*** Begin section ***

//! Byte-budgeted LRU cache for encoded tiles.
//!
//! # Cache Key
//!
//! Tiles are cached under the string key produced by
//! [`TileRequest::cache_key`](super::TileRequest::cache_key):
//! `"{slide_id}:{focus_layer}:{tile_x}:{tile_y}:{zoom}"`, with a `|stack:`
//! suffix for focus composites.
//!
//! # Size-Based Eviction
//!
//! The cache tracks the total encoded size of resident tiles and evicts
//! least-recently-used entries until a new entry fits. There is no age-based
//! expiry.
//!
//! An entry larger than the whole capacity is still inserted, after every
//! other entry has been evicted. Resident bytes therefore stay within capacity
//! for all entries no larger than the capacity.
//!
//! # Copies
//!
//! [`TileCache::get`] returns a deep copy of the stored [`TileResult`].
//! Callers may mutate what they get back without affecting the cache.

use std::time::Instant;

use lru::LruCache;
use serde::Serialize;
use tokio::sync::Mutex;

use super::TileResult;

/// Default cache capacity: 8 GiB
pub const DEFAULT_TILE_CACHE_CAPACITY: usize = 8192 * 1024 * 1024;

struct CacheEntry {
    result: TileResult,
    size_bytes: usize,
    last_access: Instant,
}

struct CacheState {
    entries: LruCache<String, CacheEntry>,
    resident_bytes: usize,
    hits: u64,
    misses: u64,
}

impl CacheState {
    /// Drop the least-recently-used entry. Returns `false` when empty.
    fn evict_lru(&mut self) -> bool {
        match self.entries.pop_lru() {
            Some((key, old)) => {
                self.resident_bytes -= old.size_bytes;
                tracing::trace!(
                    cache_key = %key,
                    size_bytes = old.size_bytes,
                    idle_ms = old.last_access.elapsed().as_millis() as u64,
                    "Evicted tile"
                );
                true
            }
            None => false,
        }
    }
}

/// Slide id of a cache key, ignoring any composite suffix.
fn key_slide_id(key: &str) -> Option<&str> {
    let identity = key.split_once("|stack:").map_or(key, |(identity, _)| identity);
    let mut parts = identity.rsplitn(5, ':');
    for _ in 0..4 {
        parts.next()?.parse::<u32>().ok()?;
    }
    parts.next()
}

// =============================================================================
// Cache Stats
// =============================================================================

/// Point-in-time cache counters.
#[derive(Debug, Clone, Copy, PartialEq, Serialize)]
#[serde(rename_all = "camelCase")]
pub struct CacheStats {
    pub hits: u64,
    pub misses: u64,
    pub resident_bytes: usize,
    pub entry_count: usize,
    pub capacity_bytes: usize,
}

impl CacheStats {
    /// Fraction of lookups that hit, or 0.0 before any lookup.
    pub fn hit_rate(&self) -> f64 {
        let total = self.hits + self.misses;
        if total == 0 {
            0.0
        } else {
            self.hits as f64 / total as f64
        }
    }
}

// =============================================================================
// Tile Cache
// =============================================================================

/// LRU cache for encoded tiles with a byte-size capacity.
///
/// # Thread Safety
///
/// All state sits behind one mutex. No operation awaits anything but the
/// lock, so the critical section never spans I/O.
///
/// # Example
///
/// ```
/// use cyto_viewer::tile::{TileCache, TileResult};
///
/// #[tokio::main]
/// async fn main() {
///     let cache = TileCache::with_capacity(1024);
///     let tile = TileResult {
///         encoded_bytes: vec![1, 2, 3],
///         width: 512,
///         height: 512,
///         content_type: "image/webp",
///         cache_key: "slide:0:1:2:0".to_string(),
///     };
///
///     cache.set("slide:0:1:2:0", tile.clone()).await;
///     assert_eq!(cache.get("slide:0:1:2:0").await, Some(tile));
/// }
/// ```
pub struct TileCache {
    state: Mutex<CacheState>,

    /// Maximum total size in bytes
    capacity: usize,
}

impl TileCache {
    /// Create a tile cache with the default capacity.
    pub fn new() -> Self {
        Self::with_capacity(DEFAULT_TILE_CACHE_CAPACITY)
    }

    /// Create a tile cache holding at most `capacity` bytes of encoded tiles.
    pub fn with_capacity(capacity: usize) -> Self {
        Self {
            state: Mutex::new(CacheState {
                entries: LruCache::unbounded(),
                resident_bytes: 0,
                hits: 0,
                misses: 0,
            }),
            capacity,
        }
    }

    /// Look up a tile, promoting it to most recently used.
    ///
    /// Counts a hit or a miss. Returns a copy that shares no storage with
    /// the cache.
    pub async fn get(&self, key: &str) -> Option<TileResult> {
        let mut guard = self.state.lock().await;
        let state = &mut *guard;
        match state.entries.get_mut(key) {
            Some(entry) => {
                entry.last_access = Instant::now();
                state.hits += 1;
                Some(entry.result.clone())
            }
            None => {
                state.misses += 1;
                None
            }
        }
    }

    /// Check whether a tile is cached without touching LRU order or counters.
    pub async fn contains(&self, key: &str) -> bool {
        self.state.lock().await.entries.contains(key)
    }

    /// Store a tile, evicting least-recently-used entries as needed.
    ///
    /// Replacing an existing key adjusts resident bytes by the size delta and
    /// promotes the entry.
    pub async fn set(&self, key: impl Into<String>, result: TileResult) {
        let key = key.into();
        let size_bytes = result.size_bytes();
        let entry = CacheEntry {
            result,
            size_bytes,
            last_access: Instant::now(),
        };

        let mut guard = self.state.lock().await;
        let state = &mut *guard;

        if let Some(existing) = state.entries.get_mut(&key) {
            state.resident_bytes = state.resident_bytes - existing.size_bytes + size_bytes;
            *existing = entry;

            // The replaced entry is now MRU, so only others are evicted
            while state.resident_bytes > self.capacity && state.entries.len() > 1 {
                if !state.evict_lru() {
                    break;
                }
            }
            return;
        }

        while state.resident_bytes + size_bytes > self.capacity {
            if !state.evict_lru() {
                break;
            }
        }

        state.entries.put(key, entry);
        state.resident_bytes += size_bytes;
    }

    /// Remove a tile, returning it if it was cached.
    pub async fn remove(&self, key: &str) -> Option<TileResult> {
        let mut guard = self.state.lock().await;
        let state = &mut *guard;
        let entry = state.entries.pop(key)?;
        state.resident_bytes -= entry.size_bytes;
        Some(entry.result)
    }

    /// Remove every tile of `slide_id`, focus composites included.
    ///
    /// Returns how many entries were dropped. Counters are left alone.
    pub async fn remove_slide(&self, slide_id: &str) -> usize {
        let mut guard = self.state.lock().await;
        let state = &mut *guard;
        let stale: Vec<String> = state
            .entries
            .iter()
            .map(|(key, _)| key)
            .filter(|key| key_slide_id(key).is_some_and(|id| id == slide_id))
            .cloned()
            .collect();
        for key in &stale {
            if let Some(entry) = state.entries.pop(key) {
                state.resident_bytes -= entry.size_bytes;
            }
        }
        stale.len()
    }

    /// Drop every entry and reset all counters.
    pub async fn clear(&self) {
        let mut state = self.state.lock().await;
        state.entries.clear();
        state.resident_bytes = 0;
        state.hits = 0;
        state.misses = 0;
    }

    /// Snapshot of the counters.
    pub async fn stats(&self) -> CacheStats {
        let state = self.state.lock().await;
        CacheStats {
            hits: state.hits,
            misses: state.misses,
            resident_bytes: state.resident_bytes,
            entry_count: state.entries.len(),
            capacity_bytes: self.capacity,
        }
    }

    /// Number of cached tiles.
    pub async fn len(&self) -> usize {
        self.state.lock().await.entries.len()
    }

    /// Whether the cache holds no tiles.
    pub async fn is_empty(&self) -> bool {
        self.state.lock().await.entries.is_empty()
    }

    /// Total encoded size of cached tiles in bytes.
    pub async fn size(&self) -> usize {
        self.state.lock().await.resident_bytes
    }

    /// Maximum capacity in bytes.
    pub fn capacity(&self) -> usize {
        self.capacity
    }
}

impl Default for TileCache {
    fn default() -> Self {
        Self::new()
    }
}

// =============================================================================
// Tests
// =============================================================================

*** End section ***

_About this task_
Print the records again in their entirety, character for character.

_Answer section_
//! Byte-budgeted LRU cache for encoded tiles.
//!
//! # Cache Key
//!
//! Tiles are cached under the string key produced by
//! [`TileRequest::cache_key`](super::TileRequest::cache_key):
//! `"{slide_id}:{focus_layer}:{tile_x}:{tile_y}:{zoom}"`, with a `|stack:`
//! suffix for focus composites.
//!
//! # Size-Based Eviction
//!
//! The cache tracks the total encoded size of resident tiles and evicts
//! least-recently-used entries until a new entry fits. There is no age-based
//! expiry.
//!
//! An entry larger than the whole capacity is still inserted, after every
//! other entry has been evicted. Resident bytes therefore stay within capacity
//! for all entries no larger than the capacity.
//!
//! # Copies
//!
//! [`TileCache::get`] returns a deep copy of the stored [`TileResult`].
//! Callers may mutate what they get back without affecting the cache.

use std::time::Instant;

use lru::LruCache;
use serde::Serialize;
use tokio::sync::Mutex;

use super::TileResult;

/// Default cache capacity: 8 GiB
pub const DEFAULT_TILE_CACHE_CAPACITY: usize = 8192 * 1024 * 1024;

struct CacheEntry {
    result: TileResult,
    size_bytes: usize,
    last_access: Instant,
}

struct CacheState {
    entries: LruCache<String, CacheEntry>,
    resident_bytes: usize,
    hits: u64,
    misses: u64,
}

impl CacheState {
    /// Drop the least-recently-used entry. Returns `false` when empty.
    fn evict_lru(&mut self) -> bool {
        match self.entries.pop_lru() {
            Some((key, old)) => {
                self.resident_bytes -= old.size_bytes;
                tracing::trace!(
                    cache_key = %key,
                    size_bytes = old.size_bytes,
                    idle_ms = old.last_access.elapsed().as_millis() as u64,
                    "Evicted tile"
                );
                true
            }
            None => false,
        }
    }
}

/// Slide id of a cache key, ignoring any composite suffix.
fn key_slide_id(key: &str) -> Option<&str> {
    let identity = key.split_once("|stack:").map_or(key, |(identity, _)| identity);
    let mut parts = identity.rsplitn(5, ':');
    for _ in 0..4 {
        parts.next()?.parse::<u32>().ok()?;
    }
    parts.next()
}

// =============================================================================
// Cache Stats
// =============================================================================

/// Point-in-time cache counters.
#[derive(Debug, Clone, Copy, PartialEq, Serialize)]
#[serde(rename_all = "camelCase")]
pub struct CacheStats {
    pub hits: u64,
    pub misses: u64,
    pub resident_bytes: usize,
    pub entry_count: usize,
    pub capacity_bytes: usize,
}

impl CacheStats {
    /// Fraction of lookups that hit, or 0.0 before any lookup.
    pub fn hit_rate(&self) -> f64 {
        let total = self.hits + self.misses;
        if total == 0 {
            0.0
        } else {
            self.hits as f64 / total as f64
        }
    }
}

// =============================================================================
// Tile Cache
// =============================================================================

/// LRU cache for encoded tiles with a byte-size capacity.
///
/// # Thread Safety
///
/// All state sits behind one mutex. No operation awaits anything but the
/// lock, so the critical section never spans I/O.
///
/// # Example
///
/// ```
/// use cyto_viewer::tile::{TileCache, TileResult};
///
/// #[tokio::main]
/// async fn main() {
///     let cache = TileCache::with_capacity(1024);
///     let tile = TileResult {
///         encoded_bytes: vec![1, 2, 3],
///         width: 512,
///         height: 512,
///         content_type: "image/webp",
///         cache_key: "slide:0:1:2:0".to_string(),
///     };
///
///     cache.set("slide:0:1:2:0", tile.clone()).await;
///     assert_eq!(cache.get("slide:0:1:2:0").await, Some(tile));
/// }
/// ```
pub struct TileCache {
    state: Mutex<CacheState>,

    /// Maximum total size in bytes
    capacity: usize,
}

impl TileCache {
    /// Create a tile cache with the default capacity.
    pub fn new() -> Self {
        Self::with_capacity(DEFAULT_TILE_CACHE_CAPACITY)
    }

    /// Create a tile cache holding at most `capacity` bytes of encoded tiles.
    pub fn with_capacity(capacity: usize) -> Self {
        Self {
            state: Mutex::new(CacheState {
                entries: LruCache::unbounded(),
                resident_bytes: 0,
                hits: 0,
                misses: 0,
            }),
            capacity,
        }
    }

    /// Look up a tile, promoting it to most recently used.
    ///
    /// Counts a hit or a miss. Returns a copy that shares no storage with
    /// the cache.
    pub async fn get(&self, key: &str) -> Option<TileResult> {
        let mut guard = self.state.lock().await;
        let state = &mut *guard;
        match state.entries.get_mut(key) {
            Some(entry) => {
                entry.last_access = Instant::now();
                state.hits += 1;
                Some(entry.result.clone())
            }
            None => {
                state.misses += 1;
                None
            }
        }
    }

    /// Check whether a tile is cached without touching LRU order or counters.
    pub async fn contains(&self, key: &str) -> bool {
        self.state.lock().await.entries.contains(key)
    }

    /// Store a tile, evicting least-recently-used entries as needed.
    ///
    /// Replacing an existing key adjusts resident bytes by the size delta and
    /// promotes the entry.
    pub async fn set(&self, key: impl Into<String>, result: TileResult) {
        let key = key.into();
        let size_bytes = result.size_bytes();
        let entry = CacheEntry {
            result,
            size_bytes,
            last_access: Instant::now(),
        };

        let mut guard = self.state.lock().await;
        let state = &mut *guard;

        if let Some(existing) = state.entries.get_mut(&key) {
            state.resident_bytes = state.resident_bytes - existing.size_bytes + size_bytes;
            *existing = entry;

            // The replaced entry is now MRU, so only others are evicted
            while state.resident_bytes > self.capacity && state.entries.len() > 1 {
                if !state.evict_lru() {
                    break;
                }
            }
            return;
        }

        while state.resident_bytes + size_bytes > self.capacity {
            if !state.evict_lru() {
                break;
            }
        }

        state.entries.put(key, entry);
        state.resident_bytes += size_bytes;
    }

    /// Remove a tile, returning it if it was cached.
    pub async fn remove(&self, key: &str) -> Option<TileResult> {
        let mut guard = self.state.lock().await;
        let state = &mut *guard;
        let entry = state.entries.pop(key)?;
        state.resident_bytes -= entry.size_bytes;
        Some(entry.result)
    }

    /// Remove every tile of `slide_id`, focus composites included.
    ///
    /// Returns how many entries were dropped. Counters are left alone.
    pub async fn remove_slide(&self, slide_id: &str) -> usize {
        let mut guard = self.state.lock().await;
        let state = &mut *guard;
        let stale: Vec<String> = state
            .entries
            .iter()
            .map(|(key, _)| key)
            .filter(|key| key_slide_id(key).is_some_and(|id| id == slide_id))
            .cloned()
            .collect();
        for key in &stale {
            if let Some(entry) = state.entries.pop(key) {
                state.resident_bytes -= entry.size_bytes;
            }
        }
        stale.len()
    }

    /// Drop every entry and reset all counters.
    pub async fn clear(&self) {
        let mut state = self.state.lock().await;
        state.entries.clear();
        state.resident_bytes = 0;
        state.hits = 0;
        state.misses = 0;
    }

    /// Snapshot of the counters.
    pub async fn stats(&self) -> CacheStats {
        let state = self.state.lock().await;
        CacheStats {
            hits: state.hits,
            misses: state.misses,
            resident_bytes: state.resident_bytes,
            entry_count: state.entries.len(),
            capacity_bytes: self.capacity,
        }
    }

    /// Number of cached tiles.
    pub async fn len(&self) -> usize {
        self.state.lock().await.entries.len()
    }

    /// Whether the cache holds no tiles.
    pub async fn is_empty(&self) -> bool {
        self.state.lock().await.entries.is_empty()
    }

    /// Total encoded size of cached tiles in bytes.
    pub async fn size(&self) -> usize {
        self.state.lock().await.resident_bytes
    }

    /// Maximum capacity in bytes.
    pub fn capacity(&self) -> usize {
        self.capacity
    }
}

impl Default for TileCache {
    fn default() -> Self {
        Self::new()
    }
}

// =============================================================================
// Tests
// =============================================================================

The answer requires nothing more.